The Lancet Global Health | 2015
Ivor Langley; Hsien-Ho Lin; S. Bertel Squire
Within countries, poorer populations have greater health needs and less access to good medical care than better-off populations. This is particularly true for tuberculosis (TB), the archetypal disease of poverty. Innovations also tend to become available to better-off populations well before they become available to those who need them the most. In a new era of innovations for TB diagnosis and treatment, it is increasingly important not only to be sure that these innovations can work in terms of accuracy and efficacy, but also that they will work, especially for the poor. We argue that after an innovation or a group of innovations has been endorsed, based on demonstrated accuracy and/or efficacy, introduction into routine practice should proceed through implementation by research. Cluster-randomised pragmatic trials are suited to this approach, and permit the prospective collection of evidence needed for full impact assessment according to a previously published framework. The novel approach of linking transmission modelling with operational modelling provides a methodology for expanding and enhancing the range of evidence, and can be used alongside evidence from pragmatic implementation trials.
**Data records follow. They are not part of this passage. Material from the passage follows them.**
//! session::remotes
//!
//! Process-wide shared-remote registry and pull-request ledger.
//!
//! This models a central server: named repositories visible to every
//! session, plus the proposals between two refs of one of them. It is an
//! explicit service object handed to each session by `Arc`, never ambient
//! global state.
//!
//! # Locking
//!
//! One mutex guards the whole registry. Sessions always take it *after*
//! their own session lock, which fixes the lock order and rules out
//! deadlock between a session and the shared table.

use std::collections::HashMap;
use std::sync::Mutex;

use thiserror::Error;

use crate::core::store::StoreError;
use crate::core::types::{BranchName, Oid, RefName, Signature};
use crate::core::Repository;

/// Errors from the shared-remote registry.
#[derive(Debug, Error)]
pub enum RemoteError {
    #[error("remote not found: {name}")]
    RemoteNotFound { name: String },

    #[error("remote already exists: {name}")]
    RemoteExists { name: String },

    #[error("branch not found: {branch}")]
    BranchNotFound { branch: BranchName },

    #[error("pull request not found: #{id}")]
    PullRequestNotFound { id: u64 },

    #[error("pull request #{id} is {state}, not open")]
    PullRequestNotOpen { id: u64, state: PullRequestState },

    #[error(transparent)]
    Store(#[from] StoreError),
}

/// Lifecycle state of a pull request.
#[derive(Debug, Clone, Copy, PartialEq, Eq)]
pub enum PullRequestState {
    Open,
    Merged,
    Closed,
}

impl std::fmt::Display for PullRequestState {
    fn fmt(&self, f: &mut std::fmt::Formatter<'_>) -> std::fmt::Result {
        let s = match self {
            PullRequestState::Open => "open",
            PullRequestState::Merged => "merged",
            PullRequestState::Closed => "closed",
        };
        write!(f, "{s}")
    }
}

/// One proposal between two refs of a shared repository.
#[derive(Debug, Clone, PartialEq, Eq)]
pub struct PullRequest {
    pub id: u64,
    pub title: String,
    pub head: BranchName,
    pub base: BranchName,
    pub author: String,
    pub state: PullRequestState,
    /// The merge commit produced when the request was accepted.
    pub merge_commit: Option<Oid>,
}

struct RemoteEntry {
    repo: Repository,
    pull_requests: Vec<PullRequest>,
}

impl Default for RemoteEntry {
    fn default() -> Self {
        // A fresh remote is born on an unborn main branch, so clones pick
        // main as the default branch rather than the first name in ref
        // order.
        Self {
            repo: Repository::new(),
            pull_requests: Vec::new(),
        }
    }
}

#[derive(Default)]
struct RegistryState {
    remotes: HashMap<String, RemoteEntry>,
    next_pr_id: u64,
}

/// The process-wide table of shared remotes.
#[derive(Default)]
pub struct SharedRemotes {
    state: Mutex<RegistryState>,
}

impl SharedRemotes {
    pub fn new() -> Self {
        Self::default()
    }

    fn lock(&self) -> std::sync::MutexGuard<'_, RegistryState> {
        // A panic while holding the lock poisons it; the registry data is
        // still structurally sound, so recover the guard.
        self.state.lock().unwrap_or_else(|e| e.into_inner())
    }

    /// Create an empty shared repository under `name`.
    pub fn create(&self, name: &str) -> Result<(), RemoteError> {
        let mut state = self.lock();
        if state.remotes.contains_key(name) {
            return Err(RemoteError::RemoteExists { name: name.into() });
        }
        state.remotes.insert(name.to_string(), RemoteEntry::default());
        Ok(())
    }

    /// Whether a remote with this name exists.
    pub fn exists(&self, name: &str) -> bool {
        self.lock().remotes.contains_key(name)
    }

    /// Run `f` with exclusive access to the named remote repository.
    ///
    /// The registry lock is held for the duration of `f`, covering the
    /// whole object-graph walk of a fetch or push.
    pub fn with_repo<R>(
        &self,
        name: &str,
        f: impl FnOnce(&mut Repository) -> R,
    ) -> Result<R, RemoteError> {
        let mut state = self.lock();
        let entry = state
            .remotes
            .get_mut(name)
            .ok_or_else(|| RemoteError::RemoteNotFound { name: name.into() })?;
        Ok(f(&mut entry.repo))
    }

    /// Open a pull request from `head` into `base` on the named remote.
    ///
    /// Both branches must exist on the remote at open time.
    pub fn open_pull_request(
        &self,
        remote: &str,
        title: impl Into<String>,
        head: BranchName,
        base: BranchName,
        author: impl Into<String>,
    ) -> Result<u64, RemoteError> {
        let mut state = self.lock();
        let id = state.next_pr_id + 1;
        let entry = state
            .remotes
            .get_mut(remote)
            .ok_or_else(|| RemoteError::RemoteNotFound {
                name: remote.into(),
            })?;
        for branch in [&head, &base] {
            if entry
                .repo
                .store
                .get_ref(&RefName::for_branch(branch))
                .is_none()
            {
                return Err(RemoteError::BranchNotFound {
                    branch: branch.clone(),
                });
            }
        }
        entry.pull_requests.push(PullRequest {
            id,
            title: title.into(),
            head,
            base,
            author: author.into(),
            state: PullRequestState::Open,
            merge_commit: None,
        });
        state.next_pr_id = id;
        Ok(id)
    }

    /// Pull requests on a remote, in creation order.
    pub fn pull_requests(&self, remote: &str) -> Result<Vec<PullRequest>, RemoteError> {
        let state = self.lock();
        let entry = state
            .remotes
            .get(remote)
            .ok_or_else(|| RemoteError::RemoteNotFound {
                name: remote.into(),
            })?;
        Ok(entry.pull_requests.clone())
    }

    /// Close a pull request without merging.
    pub fn close_pull_request(&self, remote: &str, id: u64) -> Result<(), RemoteError> {
        let mut state = self.lock();
        let entry = state
            .remotes
            .get_mut(remote)
            .ok_or_else(|| RemoteError::RemoteNotFound {
                name: remote.into(),
            })?;
        let pr = entry
            .pull_requests
            .iter_mut()
            .find(|pr| pr.id == id)
            .ok_or(RemoteError::PullRequestNotFound { id })?;
        if pr.state != PullRequestState::Open {
            return Err(RemoteError::PullRequestNotOpen {
                id,
                state: pr.state,
            });
        }
        pr.state = PullRequestState::Closed;
        Ok(())
    }

    /// Accept a pull request.
    ///
    /// Builds a merge commit whose tree is the head ref's tree and whose
    /// parents are {base commit, head commit}, advances the base ref, and
    /// marks the request merged. Fails with "branch not found" if either
    /// named ref has since disappeared.
    pub fn merge_pull_request(
        &self,
        remote: &str,
        id: u64,
        merger: Signature,
    ) -> Result<Oid, RemoteError> {
        let mut state = self.lock();
        let entry = state
            .remotes
            .get_mut(remote)
            .ok_or_else(|| RemoteError::RemoteNotFound {
                name: remote.into(),
            })?;

        let pr_idx = entry
            .pull_requests
            .iter()
            .position(|pr| pr.id == id)
            .ok_or(RemoteError::PullRequestNotFound { id })?;
        let pr = &entry.pull_requests[pr_idx];
        if pr.state != PullRequestState::Open {
            return Err(RemoteError::PullRequestNotOpen {
                id,
                state: pr.state,
            });
        }
        let (head, base, title) = (pr.head.clone(), pr.base.clone(), pr.title.clone());

        let repo = &mut entry.repo;
        let head_ref = RefName::for_branch(&head);
        let base_ref = RefName::for_branch(&base);
        let head_oid = repo
            .store
            .resolve_ref(&head_ref)
            .map_err(|_| RemoteError::BranchNotFound {
                branch: head.clone(),
            })?;
        let base_oid = repo
            .store
            .resolve_ref(&base_ref)
            .map_err(|_| RemoteError::BranchNotFound {
                branch: base.clone(),
            })?;

        let head_tree = repo.store.get_commit(&head_oid)?.tree.clone();
        let merge_commit = repo.store.put(crate::core::object::Object::Commit(
            crate::core::object::Commit {
                parents: vec![base_oid, head_oid],
                tree: head_tree,
                author: merger.clone(),
                committer: merger,
                message: format!("Merge pull request #{id}: {title}"),
            },
        ));
        repo.store.set_ref(base_ref, merge_commit.clone());

        let pr = &mut entry.pull_requests[pr_idx];
        pr.state = PullRequestState::Merged;
        pr.merge_commit = Some(merge_commit.clone());
        Ok(merge_commit)
    }
}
This evidence from routine practice should then be used to ensure that innovations in TB control are used for positive action for all, and particularly the poor.
Parasitology | 2014
Ivor Langley; Emily R. Adams; Basra Doulla; S. Bertel Squire
The introduction and scale-up of new tools for the diagnosis of Tuberculosis (TB) in developing countries has the potential to make a huge difference to the lives of millions of people living in poverty. To achieve this, policy makers need the information to make the right decisions about which new tools to implement and where in the diagnostic algorithm to apply them most effectively. These decisions are difficult as the new tools are often expensive to implement and use, and the health system and patient impacts uncertain, particularly in developing countries where there is a high burden of TB. The authors demonstrate that a discrete event simulation model could play a significant part in improving and informing these decisions. The feasibility of linking the discrete event simulation to a dynamic epidemiology model is also explored in order to take account of longer term impacts on the incidence of TB. Results from two diagnostic districts in Tanzania are used to illustrate how the approach could be used to improve decisions.